* Exercise requirements: Report the lines of the data below that contain the string "headers".

BEGIN Data records

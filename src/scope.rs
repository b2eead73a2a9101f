//! Scope identities and the store keys derived from them.

use crate::clock::utc_day;

/// Identity of one countable subject, before any window discriminator.
#[derive(Debug, Clone, PartialEq, Eq, Hash)]
pub struct ScopeKey(String);

impl ScopeKey {
    /// Per-agent quota shared by every visitor of a public agent.
    pub fn agent(agent_id: &str) -> Self {
        Self(format!("agent:{}", sanitize(agent_id)))
    }

    /// One anonymous visitor talking to one agent.
    pub fn ip_agent(ip: &str, agent_id: &str) -> Self {
        Self(format!("ip:{}:agent:{}", sanitize(ip), sanitize(agent_id)))
    }

    pub fn user(user_id: &str) -> Self {
        Self(format!("user:{}", sanitize(user_id)))
    }

    pub fn api_key(key_id: &str) -> Self {
        Self(format!("apikey:{}", sanitize(key_id)))
    }

    pub fn as_str(&self) -> &str {
        &self.0
    }
}

/// Caller-supplied scope ids are used verbatim (trimmed) so distinct ids
/// never share a counter. Validate them first.
impl From<&str> for ScopeKey {
    fn from(scope: &str) -> Self {
        Self(scope.trim().to_string())
    }
}

impl std::fmt::Display for ScopeKey {
    fn fmt(&self, f: &mut std::fmt::Formatter<'_>) -> std::fmt::Result {
        f.write_str(&self.0)
    }
}

/// Replaces characters outside `[A-Za-z0-9:._@-]` so keys stay printable
/// and unambiguous in Redis.
pub fn sanitize(raw: &str) -> String {
    raw.trim()
        .chars()
        .map(|c| {
            if c.is_ascii_alphanumeric() || matches!(c, ':' | '.' | '_' | '@' | '-') {
                c
            } else {
                '_'
            }
        })
        .collect()
}

/// Builds namespaced store keys.
#[derive(Debug, Clone)]
pub struct KeySpace {
    prefix: String,
}

impl KeySpace {
    pub fn new(prefix: impl Into<String>) -> Self {
        Self {
            prefix: prefix.into(),
        }
    }

    /// Daily quota counter: `<prefix>:quota:<scope>:<YYYY-MM-DD>`.
    pub fn quota(&self, scope: &ScopeKey, now_ms: u64) -> String {
        format!("{}:quota:{}:{}", self.prefix, scope, utc_day(now_ms))
    }

    pub fn rate_minute(&self, scope: &ScopeKey) -> String {
        format!("{}:rate:{}:minute", self.prefix, scope)
    }

    pub fn rate_day(&self, scope: &ScopeKey) -> String {
        format!("{}:rate:{}:day", self.prefix, scope)
    }

    pub fn burst(&self, scope: &ScopeKey) -> String {
        format!("{}:abuse:{}:burst", self.prefix, scope)
    }
}

impl Default for KeySpace {
    fn default() -> Self {
        Self::new("quotaguard")
    }
}

#[cfg(test)]
mod tests {
    use super::*;

    const OCT_19: u64 = 1_792_368_000_000;

    #[test]
    fn test_scope_builders() {
        assert_eq!(ScopeKey::agent("a1").as_str(), "agent:a1");
        assert_eq!(
            ScopeKey::ip_agent("203.0.113.7", "a1").as_str(),
            "ip:203.0.113.7:agent:a1"
        );
        assert_eq!(ScopeKey::user("u@example.com").as_str(), "user:u@example.com");
        assert_eq!(ScopeKey::api_key("k 1").as_str(), "apikey:k_1");
    }

    #[test]
    fn test_sanitize() {
        assert_eq!(sanitize("test#key with$chars"), "test_key_with_chars");
        assert_eq!(sanitize("  padded  "), "padded");
    }

    #[test]
    fn test_quota_key_rolls_with_the_day() {
        let keys = KeySpace::default();
        let scope = ScopeKey::agent("a1");
        assert_eq!(keys.quota(&scope, OCT_19), "quotaguard:quota:agent:a1:2026-10-19");
        assert_eq!(
            keys.quota(&scope, OCT_19 + 86_400_000),
            "quotaguard:quota:agent:a1:2026-10-20"
        );
    }

    #[test]
    fn test_windows_use_distinct_keys() {
        let keys = KeySpace::new("qg");
        let scope = ScopeKey::api_key("k1");
        assert_eq!(keys.rate_minute(&scope), "qg:rate:apikey:k1:minute");
        assert_eq!(keys.rate_day(&scope), "qg:rate:apikey:k1:day");
        assert_eq!(keys.burst(&scope), "qg:abuse:apikey:k1:burst");
    }
}
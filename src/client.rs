//! Typed HTTP client for the PMM inventory API.

use std::time::Duration;

use indexmap::IndexMap;
use reqwest::blocking::Client;
use reqwest::header::{HeaderMap, HeaderValue, AUTHORIZATION, CONTENT_TYPE};
use serde_json::Value;
use tracing::debug;

use crate::domain::overrides::RawRecord;
use crate::error::{ConnectError, ConnectResult};

pub const NODES_PATH: &str = "/v1/inventory/Nodes/List";
pub const SERVICES_PATH: &str = "/v1/inventory/Services/List";

/// Raw records grouped by the entity subtype the API files them under.
pub type RawInventory = IndexMap<String, Vec<RawRecord>>;

/// Source of raw node and service records.
pub trait InventoryClient {
    fn base_uri(&self) -> &str;
    fn fetch_nodes(&self) -> ConnectResult<RawInventory>;
    fn fetch_services(&self) -> ConnectResult<RawInventory>;
}

pub struct HttpInventoryClient {
    base_uri: String,
    http: Client,
}

impl HttpInventoryClient {
    pub fn new(
        base_uri: &str,
        token: &str,
        verify_tls: bool,
        timeout: Duration,
    ) -> ConnectResult<Self> {
        let mut bearer = HeaderValue::from_str(&format!("Bearer {token}"))
            .map_err(|_| ConnectError::fatal("Unexpected content in token"))?;
        bearer.set_sensitive(true);

        let mut headers = HeaderMap::new();
        headers.insert(AUTHORIZATION, bearer);
        headers.insert(CONTENT_TYPE, HeaderValue::from_static("application/json"));

        let http = Client::builder()
            .default_headers(headers)
            .danger_accept_invalid_certs(!verify_tls)
            .timeout(timeout)
            .build()
            .map_err(|e| ConnectError::fatal(format!("building HTTP client: {e}")))?;

        Ok(Self {
            base_uri: base_uri.trim_end_matches('/').to_string(),
            http,
        })
    }

    fn list(&self, path: &str) -> ConnectResult<RawInventory> {
        let url = format!("{}{}", self.base_uri, path);
        debug!(url = %url, "requesting inventory");

        let resp = self
            .http
            .post(&url)
            .body("{}")
            .send()
            .map_err(|e| ConnectError::request(&url, e))?;

        let status = resp.status();
        if !status.is_success() {
            return Err(ConnectError::request(&url, format!("HTTP {status}")));
        }

        let body = resp.text().map_err(|e| ConnectError::request(&url, e))?;
        let json: Value = serde_json::from_str(&body)
            .map_err(|e| ConnectError::request(&url, format!("Unable to decode response: {e}")))?;

        group_records(&url, json)
    }
}

impl InventoryClient for HttpInventoryClient {
    fn base_uri(&self) -> &str {
        &self.base_uri
    }

    fn fetch_nodes(&self) -> ConnectResult<RawInventory> {
        self.list(NODES_PATH)
    }

    fn fetch_services(&self) -> ConnectResult<RawInventory> {
        self.list(SERVICES_PATH)
    }
}

fn group_records(url: &str, json: Value) -> ConnectResult<RawInventory> {
    let Value::Object(groups) = json else {
        return Err(ConnectError::request(url, "expected a JSON object"));
    };

    let mut inventory = RawInventory::new();
    for (subtype, entries) in groups {
        let Value::Array(entries) = entries else {
            debug!(subtype = %subtype, "skipping non-list inventory group");
            continue;
        };
        let records = entries
            .into_iter()
            .filter_map(|entry| match entry {
                Value::Object(record) => Some(record),
                _ => None,
            })
            .collect();
        inventory.insert(subtype, records);
    }
    Ok(inventory)
}
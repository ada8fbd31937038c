//! Resolve PMM-managed inventory into ssh and database client invocations.

pub mod blob_cache;
pub mod cli;
pub mod client;
pub mod commands;
pub mod config;
pub mod credentials;
pub mod dispatch;
pub mod domain;
pub mod error;
pub mod logging;

pub use client::{HttpInventoryClient, InventoryClient};
pub use dispatch::{ConnectionKind, Dispatcher};
pub use domain::inventory::Inventory;
pub use error::{ConnectError, ConnectResult};
//! Print the cached inventory document for ansible-style consumers.

use std::path::PathBuf;
use std::process::ExitCode;

use clap::Parser;
use tracing::error;

use pmm_connect::blob_cache::{self, BlobCache, BlobConfig, BlobFetcher, ERROR_DOCUMENT};
use pmm_connect::config::{LogFormat, LogLevel};
use pmm_connect::logging;

#[derive(Parser, Debug)]
#[command(version, about = "Fetch the inventory blob and print it")]
struct Args {
    /// Inventory fetch configuration
    #[arg(short, long, env = "GASCAN_INVENTORY_CONFIG_FILE", default_value_os_t = BlobConfig::default_path())]
    config_file: PathBuf,

    /// Print a sample config and exit
    #[arg(short = 's', long)]
    generate_sample: bool,

    /// Accepted for inventory-script compatibility; the whole document is always printed
    #[arg(long, hide = true)]
    list: bool,
}

fn main() -> ExitCode {
    let args = Args::parse();
    logging::init(LogLevel::Warning, LogFormat::Text);

    if args.generate_sample {
        match serde_json::to_string_pretty(&blob_cache::sample_config()) {
            Ok(sample) => println!("{sample}"),
            Err(e) => {
                error!(error = %e, "failed to render sample config");
                return ExitCode::FAILURE;
            }
        }
        return ExitCode::SUCCESS;
    }

    let document = BlobConfig::load(&args.config_file)
        .and_then(|config| BlobFetcher::new(config, BlobCache::from_env()))
        .map(|fetcher| fetcher.fetch())
        .unwrap_or_else(|e| {
            error!(path = %args.config_file.display(), error = %e, "unable to load inventory config");
            ERROR_DOCUMENT.to_string()
        });
    println!("{document}");
    ExitCode::SUCCESS
}
pub mod builder;
pub mod inventory;
pub mod overrides;
pub mod relation;
pub mod types;
use std::fmt;
use std::sync::Arc;

use serde::Serialize;

use crate::error::{ConnectError, ConnectResult};

/// Node subtype, taken from the key the inventory files the node under.
#[derive(Debug, Clone, PartialEq, Eq, Hash, Serialize)]
#[serde(into = "String")]
pub enum NodeType {
    Generic,
    Container,
    Remote,
    RemoteRds,
    RemoteAzureDatabase,
    Other(String),
}

impl NodeType {
    pub fn as_str(&self) -> &str {
        match self {
            NodeType::Generic => "generic",
            NodeType::Container => "container",
            NodeType::Remote => "remote",
            NodeType::RemoteRds => "remote_rds",
            NodeType::RemoteAzureDatabase => "remote_azure_database",
            NodeType::Other(other) => other,
        }
    }

    /// Only generic hosts are reachable over SSH.
    pub fn is_ssh_addressable(&self) -> bool {
        matches!(self, NodeType::Generic)
    }
}

impl From<&str> for NodeType {
    fn from(s: &str) -> Self {
        match s {
            "generic" => NodeType::Generic,
            "container" => NodeType::Container,
            "remote" => NodeType::Remote,
            "remote_rds" => NodeType::RemoteRds,
            "remote_azure_database" => NodeType::RemoteAzureDatabase,
            other => NodeType::Other(other.to_string()),
        }
    }
}

impl From<NodeType> for String {
    fn from(t: NodeType) -> Self {
        t.as_str().to_string()
    }
}

impl fmt::Display for NodeType {
    fn fmt(&self, f: &mut fmt::Formatter<'_>) -> fmt::Result {
        f.write_str(self.as_str())
    }
}

/// Service subtype. Selects the default port and the command template.
#[derive(Debug, Clone, PartialEq, Eq, Hash, Serialize)]
#[serde(into = "String")]
pub enum ServiceType {
    Mysql,
    Postgresql,
    Mongodb,
    Ssh,
    Other(String),
}

impl ServiceType {
    pub fn as_str(&self) -> &str {
        match self {
            ServiceType::Mysql => "mysql",
            ServiceType::Postgresql => "postgresql",
            ServiceType::Mongodb => "mongodb",
            ServiceType::Ssh => "ssh",
            ServiceType::Other(other) => other,
        }
    }
}

impl From<&str> for ServiceType {
    fn from(s: &str) -> Self {
        match s {
            "mysql" => ServiceType::Mysql,
            "postgresql" => ServiceType::Postgresql,
            "mongodb" => ServiceType::Mongodb,
            "ssh" => ServiceType::Ssh,
            other => ServiceType::Other(other.to_string()),
        }
    }
}

impl From<ServiceType> for String {
    fn from(t: ServiceType) -> Self {
        t.as_str().to_string()
    }
}

impl fmt::Display for ServiceType {
    fn fmt(&self, f: &mut fmt::Formatter<'_>) -> fmt::Result {
        f.write_str(self.as_str())
    }
}

/// A managed host.
#[derive(Debug, Clone, PartialEq, Serialize)]
pub struct Node {
    pub id: String,
    pub name: String,
    pub node_type: NodeType,
    pub address: String,
    pub distro: Option<String>,
    pub port: u16,
    pub environment: Option<String>,
}

/// A database or application endpoint hosted on one Node.
#[derive(Debug, Clone, PartialEq, Serialize)]
pub struct Service {
    pub id: String,
    pub name: String,
    pub service_type: ServiceType,
    pub cluster: Option<String>,
    pub port: u16,
    /// Set only by a host override; the API's own service address is
    /// agent-local and is dropped before building.
    pub address: Option<String>,
    pub connect_cmd: Option<String>,
    pub node_id: String,
    #[serde(skip)]
    pub node: Option<Arc<Node>>,
}

impl Service {
    /// The owning Node, or `MissingRelation` if the join found none.
    pub fn node(&self) -> ConnectResult<&Node> {
        self.node
            .as_deref()
            .ok_or_else(|| ConnectError::MissingRelation {
                service: self.name.clone(),
                node_id: self.node_id.clone(),
            })
    }

    pub fn host_name(&self) -> ConnectResult<&str> {
        Ok(&self.node()?.name)
    }

    /// The address to connect to: the override address, else the Node's.
    pub fn address(&self) -> ConnectResult<&str> {
        let node = self.node()?;
        Ok(self.address.as_deref().unwrap_or(&node.address))
    }
}
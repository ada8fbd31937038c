use std::process::ExitCode;

use pmm_connect::ConnectionKind;

fn main() -> ExitCode {
    pmm_connect::cli::main(ConnectionKind::Database)
}
//! `--list`: print every eligible connection for this tool.

use anyhow::Result;
use colored::Colorize;

use crate::client::InventoryClient;
use crate::dispatch::{CommandRunner, ConnectionKind, Dispatcher};

pub fn run<C, R>(dispatcher: &mut Dispatcher<C, R>, kind: ConnectionKind) -> Result<()>
where
    C: InventoryClient,
    R: CommandRunner,
{
    let connections = dispatcher.list(kind)?;

    println!("{}", "Available connections:".bold());
    for connection in &connections {
        println!("{connection}");
    }
    Ok(())
}
use figment::providers::{Env, Format, Json, Serialized};
use figment::Figment;
use serde::{Deserialize, Serialize};
use std::path::{Path, PathBuf};

use crate::domain::overrides::InventoryOverrides;
use crate::error::ConnectResult;

pub const DEFAULT_SERVER_ADDRESS: &str = "https://localhost:8443";
pub const DEFAULT_CONNECT_TIMEOUT: u64 = 120;
pub const DEFAULT_SERVER_NODE_NAME: &str = "pmm-server";
pub const ENV_PREFIX: &str = "PMM_CONNECT_";

/// Logging verbosity accepted on the command line and in the config file.
#[derive(Debug, Clone, Copy, Default, PartialEq, Eq, Serialize, Deserialize, clap::ValueEnum)]
#[serde(rename_all = "lowercase")]
pub enum LogLevel {
    Debug,
    Info,
    Warning,
    #[default]
    Error,
    Critical,
}

impl LogLevel {
    /// The `EnvFilter` directive for this level.
    pub fn as_filter(&self) -> &'static str {
        match self {
            LogLevel::Debug => "debug",
            LogLevel::Info => "info",
            LogLevel::Warning => "warn",
            LogLevel::Error | LogLevel::Critical => "error",
        }
    }
}

/// Shape of the stderr log lines. `json` suits shipping the audit trail.
#[derive(Debug, Clone, Copy, Default, PartialEq, Eq, Serialize, Deserialize)]
#[serde(rename_all = "lowercase")]
pub enum LogFormat {
    #[default]
    Text,
    Json,
}

/// Runtime settings for the connection tools.
#[derive(Debug, Clone, PartialEq, Serialize, Deserialize)]
pub struct Settings {
    pub server_address: String,
    pub tls_insecure: bool,
    /// Seconds before an inventory request is abandoned.
    pub connect_timeout: u64,
    pub log_level: LogLevel,
    #[serde(default)]
    pub log_format: LogFormat,
    pub netrc_file: PathBuf,
    pub standardise: bool,
    pub server_node_name: String,
    #[serde(default)]
    pub inventory: InventoryOverrides,
}

impl Default for Settings {
    fn default() -> Self {
        Self {
            server_address: DEFAULT_SERVER_ADDRESS.to_string(),
            tls_insecure: false,
            connect_timeout: DEFAULT_CONNECT_TIMEOUT,
            log_level: LogLevel::default(),
            log_format: LogFormat::default(),
            netrc_file: default_netrc_path(),
            standardise: false,
            server_node_name: DEFAULT_SERVER_NODE_NAME.to_string(),
            inventory: InventoryOverrides::default(),
        }
    }
}

/// Values given explicitly on the command line. Unset fields leave the
/// config file (or the default) in charge.
#[derive(Debug, Clone, Default, Serialize)]
pub struct FlagOverrides {
    #[serde(skip_serializing_if = "Option::is_none")]
    pub server_address: Option<String>,
    #[serde(skip_serializing_if = "Option::is_none")]
    pub tls_insecure: Option<bool>,
    #[serde(skip_serializing_if = "Option::is_none")]
    pub connect_timeout: Option<u64>,
    #[serde(skip_serializing_if = "Option::is_none")]
    pub log_level: Option<LogLevel>,
    #[serde(skip_serializing_if = "Option::is_none")]
    pub netrc_file: Option<PathBuf>,
    #[serde(skip_serializing_if = "Option::is_none")]
    pub standardise: Option<bool>,
}

fn home_dir() -> PathBuf {
    dirs::home_dir().unwrap_or_else(|| PathBuf::from("."))
}

pub fn default_netrc_path() -> PathBuf {
    home_dir().join(".netrc")
}

pub fn default_config_path() -> PathBuf {
    home_dir().join(".config").join("gascan").join("connect-py.json")
}

fn figment(config_path: Option<&Path>, flags: &FlagOverrides) -> Figment {
    let mut figment = Figment::from(Serialized::defaults(Settings::default()));
    if let Some(path) = config_path {
        figment = figment.merge(Json::file(path));
    }
    figment
        .merge(Env::prefixed(ENV_PREFIX))
        .merge(Serialized::defaults(flags))
}

/// Layer defaults, the JSON config file, `PMM_CONNECT_*` variables and
/// explicit flags, in that order.
///
/// A config file that cannot be parsed is skipped; the returned error is
/// handed back so the caller can report it once logging is up.
pub fn load(
    config_path: &Path,
    flags: &FlagOverrides,
) -> ConnectResult<(Settings, Option<figment::Error>)> {
    match figment(Some(config_path), flags).extract::<Settings>() {
        Ok(settings) => Ok((settings, None)),
        Err(file_error) => {
            let settings = figment(None, flags).extract::<Settings>()?;
            Ok((settings, Some(file_error)))
        }
    }
}

/// A starting point for `--config`, printed by `--sample-config`.
pub fn sample_config() -> serde_json::Value {
    serde_json::json!({
        "log_level": "warning",
        "server_address": DEFAULT_SERVER_ADDRESS,
        "tls_insecure": false,
        "inventory": {
            "source": "pmm",
            "hosts": {
                "testme": {
                    "ssh": {
                        "custom_labels": { "port": 22 }
                    }
                },
                "testmetoo": {
                    "mysql": { "port": 33060 }
                }
            }
        }
    })
}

END Data records

* Problem solution:
        let mut headers = HeaderMap::new();
        headers.insert(AUTHORIZATION, bearer);
        headers.insert(CONTENT_TYPE, HeaderValue::from_static("application/json"));
            .default_headers(headers)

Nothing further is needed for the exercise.